To go Class A with "Class B" tubes, the usual receipe is to drop the plate voltage, increase the bias to turn the tube on, and be sure that you can keep the dissipation within max rating limits. you get a whole lot less power from the tube than in Class B or AB. It's sitting there at half power when doing nothing...

Radiotron Designer's Handbook (downloadable these days) explains it in detail, FYI.

Why you would want to build a Class A modulator, is unclear to me. You lose a significant amount of power, and the improvement in distortion is very little and likely not discernable on-th-air. It might make sense for a hi-fi broadcast station, and it does make sense for home hi-fi, but for amateur service beyond relatively lower power rigs, I'm thinking that it doesn't buy you anything at all.

If distortion is your concern, then a slight class A bias up into class AB, run in AB2 and perhaps optimize with feedback and you'll likely be very very clean. Otoh, if you're not using very high quality iron, like LS series or some broadcast iron you'd probably never pass any of the presumed benefit to the signal anyhow...

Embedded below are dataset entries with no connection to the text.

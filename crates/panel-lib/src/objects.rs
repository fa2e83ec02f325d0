//! Lenient views of the Kubernetes objects the dashboard reads
//!
//! Only the fields the formatter and classifier need are modelled. Every
//! field is optional or defaulted so that a sparse object still decodes.

use serde::Deserialize;
use std::collections::BTreeMap;

/// `items` of any Kubernetes list response
#[derive(Debug, Clone, Deserialize)]
#[serde(bound(deserialize = "T: Deserialize<'de>"))]
pub struct ObjectList<T> {
    #[serde(default)]
    pub items: Vec<T>,
}

#[derive(Debug, Clone, Default, Deserialize)]
#[serde(default, rename_all = "camelCase")]
pub struct ObjectMeta {
    pub name: Option<String>,
    pub namespace: Option<String>,
    pub labels: BTreeMap<String, String>,
    pub creation_timestamp: Option<String>,
}

impl ObjectMeta {
    pub fn name_or_empty(&self) -> String {
        self.name.clone().unwrap_or_default()
    }
}

// Nodes

#[derive(Debug, Clone, Default, Deserialize)]
#[serde(default)]
pub struct Node {
    pub metadata: ObjectMeta,
    pub spec: NodeSpec,
    pub status: NodeStatus,
}

#[derive(Debug, Clone, Default, Deserialize)]
#[serde(default)]
pub struct NodeSpec {
    pub taints: Vec<Taint>,
}

#[derive(Debug, Clone, Default, Deserialize)]
#[serde(default)]
pub struct Taint {
    pub key: String,
}

#[derive(Debug, Clone, Default, Deserialize)]
#[serde(default, rename_all = "camelCase")]
pub struct NodeStatus {
    pub capacity: BTreeMap<String, String>,
    pub conditions: Vec<NodeCondition>,
    pub node_info: NodeSystemInfo,
}

#[derive(Debug, Clone, Default, Deserialize)]
#[serde(default)]
pub struct NodeCondition {
    #[serde(rename = "type")]
    pub type_: String,
    pub status: String,
}

#[derive(Debug, Clone, Default, Deserialize)]
#[serde(default, rename_all = "camelCase")]
pub struct NodeSystemInfo {
    pub kubelet_version: Option<String>,
}

// Pods

#[derive(Debug, Clone, Default, Deserialize)]
#[serde(default)]
pub struct Pod {
    pub metadata: ObjectMeta,
    pub spec: PodSpec,
    pub status: PodStatus,
}

#[derive(Debug, Clone, Default, Deserialize)]
#[serde(default, rename_all = "camelCase")]
pub struct PodSpec {
    pub node_name: Option<String>,
    pub containers: Vec<Container>,
}

#[derive(Debug, Clone, Default, Deserialize)]
#[serde(default)]
pub struct Container {
    pub name: Option<String>,
    pub image: Option<String>,
}

#[derive(Debug, Clone, Default, Deserialize)]
#[serde(default, rename_all = "camelCase")]
pub struct PodStatus {
    pub phase: Option<String>,
    #[serde(rename = "podIP")]
    pub pod_ip: Option<String>,
    pub container_statuses: Vec<ContainerStatus>,
}

#[derive(Debug, Clone, Default, Deserialize)]
#[serde(default, rename_all = "camelCase")]
pub struct ContainerStatus {
    pub restart_count: Option<u32>,
}

// Services

#[derive(Debug, Clone, Default, Deserialize)]
#[serde(default)]
pub struct Service {
    pub metadata: ObjectMeta,
    pub spec: ServiceSpec,
}

#[derive(Debug, Clone, Default, Deserialize)]
#[serde(default, rename_all = "camelCase")]
pub struct ServiceSpec {
    #[serde(rename = "type")]
    pub type_: Option<String>,
    #[serde(rename = "clusterIP")]
    pub cluster_ip: Option<String>,
    pub ports: Vec<ServicePort>,
}

#[derive(Debug, Clone, Default, Deserialize)]
#[serde(default, rename_all = "camelCase")]
pub struct ServicePort {
    pub port: Option<i32>,
    pub node_port: Option<i32>,
    pub protocol: Option<String>,
}

// Namespaces

#[derive(Debug, Clone, Default, Deserialize)]
#[serde(default)]
pub struct Namespace {
    pub metadata: ObjectMeta,
    pub status: NamespaceStatus,
}

#[derive(Debug, Clone, Default, Deserialize)]
#[serde(default)]
pub struct NamespaceStatus {
    pub phase: Option<String>,
}

// Deployments

#[derive(Debug, Clone, Default, Deserialize)]
#[serde(default)]
pub struct Deployment {
    pub metadata: ObjectMeta,
    pub spec: DeploymentSpec,
    pub status: DeploymentStatus,
}

#[derive(Debug, Clone, Default, Deserialize)]
#[serde(default)]
pub struct DeploymentSpec {
    pub replicas: Option<i32>,
    pub template: PodTemplate,
}

#[derive(Debug, Clone, Default, Deserialize)]
#[serde(default)]
pub struct PodTemplate {
    pub spec: PodSpec,
}

#[derive(Debug, Clone, Default, Deserialize)]
#[serde(default, rename_all = "camelCase")]
pub struct DeploymentStatus {
    pub ready_replicas: Option<i32>,
    pub available_replicas: Option<i32>,
    pub updated_replicas: Option<i32>,
}

// Ingresses

#[derive(Debug, Clone, Default, Deserialize)]
#[serde(default)]
pub struct Ingress {
    pub metadata: ObjectMeta,
    pub spec: IngressSpec,
    pub status: IngressStatus,
}

#[derive(Debug, Clone, Default, Deserialize)]
#[serde(default, rename_all = "camelCase")]
pub struct IngressSpec {
    pub ingress_class_name: Option<String>,
    pub rules: Vec<IngressRule>,
}

#[derive(Debug, Clone, Default, Deserialize)]
#[serde(default)]
pub struct IngressRule {
    pub host: Option<String>,
}

#[derive(Debug, Clone, Default, Deserialize)]
#[serde(default, rename_all = "camelCase")]
pub struct IngressStatus {
    pub load_balancer: LoadBalancerStatus,
}

#[derive(Debug, Clone, Default, Deserialize)]
#[serde(default)]
pub struct LoadBalancerStatus {
    pub ingress: Vec<LoadBalancerIngress>,
}

#[derive(Debug, Clone, Default, Deserialize)]
#[serde(default)]
pub struct LoadBalancerIngress {
    pub ip: Option<String>,
    pub hostname: Option<String>,
}

// Storage and metrics.k8s.io

#[derive(Debug, Clone, Default, Deserialize)]
#[serde(default)]
pub struct PersistentVolume {
    pub metadata: ObjectMeta,
    pub spec: PersistentVolumeSpec,
}

#[derive(Debug, Clone, Default, Deserialize)]
#[serde(default)]
pub struct PersistentVolumeSpec {
    pub capacity: BTreeMap<String, String>,
}

/// Entry of `metrics.k8s.io/v1beta1` nodes
#[derive(Debug, Clone, Default, Deserialize)]
#[serde(default)]
pub struct NodeMetrics {
    pub metadata: ObjectMeta,
    pub usage: BTreeMap<String, String>,
}

/// Entry of `metrics.k8s.io/v1beta1` pods
#[derive(Debug, Clone, Default, Deserialize)]
#[serde(default)]
pub struct PodMetrics {
    pub metadata: ObjectMeta,
    pub containers: Vec<ContainerMetrics>,
}

#[derive(Debug, Clone, Default, Deserialize)]
#[serde(default)]
pub struct ContainerMetrics {
    pub usage: BTreeMap<String, String>,
}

                       _-_-WBear2GCR

[flintstone mop]

Hi Barry
For our application of Ham Radio and good quality audio even the Hi-Fi folks and the extnded low and high end audio, class B is perfect. Class A would require a LOT of audio power that can be easily obtained by going to class B using the same tubes. Distortion over a radio link would be undetectable!!! AM B'cast stations used class B in the audio stages and they were required by the FCC to have not more than 1% distortion...........not sure on that figure.

Fred

[Ed - N3LHB]

According to the handbook, the same tubes will provide 12 times the power in class B then in class A. Mo power is better

[w4bfs]

class A modulators have their place as well ... everything said about class B being more efficient and making more power is correct; however, will require a push pull mod xfmr ... as far as I know these are not in current production except for small speciality companies which implies a high price / unit .... check  Stu's (AB2EZ) work in a parallel thread about using torroids (with caveats) ... a class A modulator will allow use of just an inductor in Heising modulation and efficiency can be improved by use of a bias shift circuit to reduce waste heat ... so many ways to go, I have found at least a dozen each with advantages and disadvantages ... expect to spend a while going thru the iterations ...73 ... John

[Barrie]

Thanks for all the replies, guys.

I'm afraid I've made a big mistake.  I said Class A, when what I meant AB1.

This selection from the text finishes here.